→ **GOAL OF THE EXERCISE**
Return precisely the opening lines of the listing below, ending with the line that contains "to one model".
#### THE RECORDS
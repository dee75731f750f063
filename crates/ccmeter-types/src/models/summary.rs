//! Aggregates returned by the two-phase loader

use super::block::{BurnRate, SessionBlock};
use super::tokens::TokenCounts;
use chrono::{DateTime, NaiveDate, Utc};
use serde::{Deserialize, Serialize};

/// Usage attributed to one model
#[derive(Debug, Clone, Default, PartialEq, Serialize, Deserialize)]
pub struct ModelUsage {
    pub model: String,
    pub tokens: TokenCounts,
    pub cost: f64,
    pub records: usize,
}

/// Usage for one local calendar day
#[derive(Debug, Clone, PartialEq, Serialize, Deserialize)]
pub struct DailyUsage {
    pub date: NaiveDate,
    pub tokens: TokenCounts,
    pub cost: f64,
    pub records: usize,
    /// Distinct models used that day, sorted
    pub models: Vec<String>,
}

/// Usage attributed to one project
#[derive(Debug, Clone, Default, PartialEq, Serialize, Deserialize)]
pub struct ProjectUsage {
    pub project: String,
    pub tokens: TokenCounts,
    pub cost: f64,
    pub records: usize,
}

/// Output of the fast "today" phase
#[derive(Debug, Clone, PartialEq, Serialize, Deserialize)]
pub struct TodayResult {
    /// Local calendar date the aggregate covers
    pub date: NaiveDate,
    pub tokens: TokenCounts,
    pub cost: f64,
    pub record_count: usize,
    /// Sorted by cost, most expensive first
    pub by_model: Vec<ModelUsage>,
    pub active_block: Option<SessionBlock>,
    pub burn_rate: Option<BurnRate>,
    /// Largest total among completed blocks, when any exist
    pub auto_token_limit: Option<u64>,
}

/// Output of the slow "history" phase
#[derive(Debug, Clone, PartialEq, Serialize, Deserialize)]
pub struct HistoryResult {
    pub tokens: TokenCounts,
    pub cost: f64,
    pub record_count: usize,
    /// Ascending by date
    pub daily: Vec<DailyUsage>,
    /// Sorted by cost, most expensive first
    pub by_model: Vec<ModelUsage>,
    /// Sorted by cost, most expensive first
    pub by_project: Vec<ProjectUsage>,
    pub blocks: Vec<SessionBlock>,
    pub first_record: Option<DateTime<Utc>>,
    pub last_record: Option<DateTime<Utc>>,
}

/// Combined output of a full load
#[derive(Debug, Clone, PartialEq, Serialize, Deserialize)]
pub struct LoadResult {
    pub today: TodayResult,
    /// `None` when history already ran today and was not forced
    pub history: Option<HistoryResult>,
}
########
→ **SOLUTION TO THIS TASK**
repository dee75731f750f063
filename crates/ccmeter-types/src/models/summary.rs
//! Aggregates returned by the two-phase loader

use super::block::{BurnRate, SessionBlock};
use super::tokens::TokenCounts;
use chrono::{DateTime, NaiveDate, Utc};
use serde::{Deserialize, Serialize};

/// Usage attributed to one model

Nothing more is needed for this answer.